Read through the lines below and copy the ones holding the string "trimmed".

(Record set)

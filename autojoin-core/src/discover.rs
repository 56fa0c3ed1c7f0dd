//! Discovery of split-file part-sets in a directory listing.
//!
//! A part is a file named `<base>.<digits>`. The first part of a set (the *initial part*)
//! has an extension made of zero or more `0`s followed by a single `1` (`1`, `01`, `001`, ...).
//! Every other file whose name starts with the same base and continues with digits right
//! after the initial part's dot position belongs to the same set.
//!
//! Everything here except [`list_directory`] is pure and works on plain name listings.

use regex::Regex;
use std::cmp::Ordering;
use std::fs;
use std::path::{Path, PathBuf};
use std::sync::OnceLock;
use thiserror::Error;
use tracing::debug;

#[derive(Debug, Error)]
pub enum DiscoverError {
    #[error("failed to list directory {}: {source}", path.display())]
    ListDirectory {
        path: PathBuf,
        #[source]
        source: std::io::Error,
    },
}

/// One member of a part-set.
#[derive(Debug, Clone, PartialEq, Eq)]
pub struct Part {
    /// File name, relative to the scanned directory.
    pub name: String,
    /// The digit run that follows the initial part's dot position.
    pub suffix: String,
}

impl Part {
    /// Sequence position encoded in the suffix, if it fits in a `u64`.
    pub fn index(&self) -> Option<u64> {
        let trimmed = self.suffix.trim_start_matches('0');
        if trimmed.is_empty() {
            return Some(0);
        }
        trimmed.parse().ok()
    }
}

/// All parts that reconstruct one destination file, in join order.
#[derive(Debug, Clone, PartialEq, Eq)]
pub struct PartSet {
    pub initial: String,
    /// Initial part name with its trailing `.NNN` removed; also the destination file name.
    pub base: String,
    pub parts: Vec<Part>,
}

impl PartSet {
    pub fn len(&self) -> usize {
        self.parts.len()
    }

    pub fn is_empty(&self) -> bool {
        self.parts.is_empty()
    }

    pub fn last(&self) -> Option<&Part> {
        self.parts.last()
    }

    pub fn names(&self) -> Vec<&str> {
        self.parts.iter().map(|p| p.name.as_str()).collect()
    }

    pub fn paths(&self, dir: &Path) -> Vec<PathBuf> {
        self.parts.iter().map(|p| dir.join(&p.name)).collect()
    }

    pub fn destination(&self, dir: &Path) -> PathBuf {
        dir.join(&self.base)
    }
}

fn initial_extension_pattern() -> &'static Regex {
    // Compiled once; the pattern is a constant, so building it cannot fail.
    static PATTERN: OnceLock<Regex> = OnceLock::new();
    PATTERN.get_or_init(|| Regex::new(r"^0*1$").expect("initial part pattern is valid"))
}

/// Extension after the last dot. Leading dots belong to the stem, so `.001` has none.
fn extension(name: &str) -> Option<&str> {
    let dot = name.rfind('.')?;
    let leading_dots = name.len() - name.trim_start_matches('.').len();
    if dot < leading_dots {
        return None;
    }
    Some(&name[dot + 1..])
}

/// True when `name` looks like the first part of a split set.
pub fn is_initial_part(name: &str) -> bool {
    extension(name).is_some_and(|ext| initial_extension_pattern().is_match(ext))
}

/// Returns the numeric suffix of `candidate` if it belongs to the set started by `initial`.
///
/// The candidate must start with the initial part's base name, and everything from one byte
/// past the initial part's last dot onwards must be a non-empty run of ASCII digits.
pub fn part_suffix<'a>(initial: &str, candidate: &'a str) -> Option<&'a str> {
    let dot = initial.rfind('.')?;
    if !candidate.starts_with(&initial[..dot]) {
        return None;
    }
    let suffix = candidate.get(dot + 1..)?;
    if !suffix.is_empty() && suffix.bytes().all(|b| b.is_ascii_digit()) {
        Some(suffix)
    } else {
        None
    }
}

/// Compares two digit strings by numeric value, whatever their zero padding.
fn numeric_cmp(a: &str, b: &str) -> Ordering {
    let a = a.trim_start_matches('0');
    let b = b.trim_start_matches('0');
    a.len().cmp(&b.len()).then_with(|| a.cmp(b))
}

/// Every name in `file_names` that is the first part of a split set, in listing order.
pub fn find_initial_parts<S: AsRef<str>>(file_names: &[S]) -> Vec<String> {
    file_names
        .iter()
        .map(AsRef::as_ref)
        .filter(|name| is_initial_part(name))
        .map(str::to_string)
        .collect()
}

/// Collects the full part-set started by `initial`, ordered by numeric suffix.
pub fn find_other_parts<S: AsRef<str>>(all_files: &[S], initial: &str) -> PartSet {
    let base = initial
        .rfind('.')
        .map_or(initial, |dot| &initial[..dot])
        .to_string();

    let mut parts: Vec<Part> = all_files
        .iter()
        .map(AsRef::as_ref)
        .filter_map(|name| {
            part_suffix(initial, name).map(|suffix| Part {
                name: name.to_string(),
                suffix: suffix.to_string(),
            })
        })
        .collect();
    parts.sort_by(|a, b| numeric_cmp(&a.suffix, &b.suffix).then_with(|| a.name.cmp(&b.name)));

    debug!(initial, count = parts.len(), "Resolved part-set");
    PartSet {
        initial: initial.to_string(),
        base,
        parts,
    }
}

/// Names of the regular files directly inside `dir`, sorted.
pub fn list_directory(dir: &Path) -> Result<Vec<String>, DiscoverError> {
    let list_err = |source: std::io::Error| DiscoverError::ListDirectory {
        path: dir.to_path_buf(),
        source,
    };

    let mut names = Vec::new();
    for entry in fs::read_dir(dir).map_err(list_err)? {
        let entry = entry.map_err(list_err)?;
        match fs::metadata(entry.path()) {
            Ok(meta) if meta.is_file() => {}
            Ok(_) => continue,
            Err(e) => {
                debug!(path = %entry.path().display(), error = ?e, "Skipping unreadable entry");
                continue;
            }
        }
        match entry.file_name().into_string() {
            Ok(name) => names.push(name),
            Err(raw) => debug!(name = ?raw, "Skipping non UTF-8 file name"),
        }
    }
    names.sort();

    debug!(path = %dir.display(), files = names.len(), "Listed directory");
    Ok(names)
}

(End Record set)

§ **Solution below**:
        let trimmed = self.suffix.trim_start_matches('0');
        if trimmed.is_empty() {
        trimmed.parse().ok()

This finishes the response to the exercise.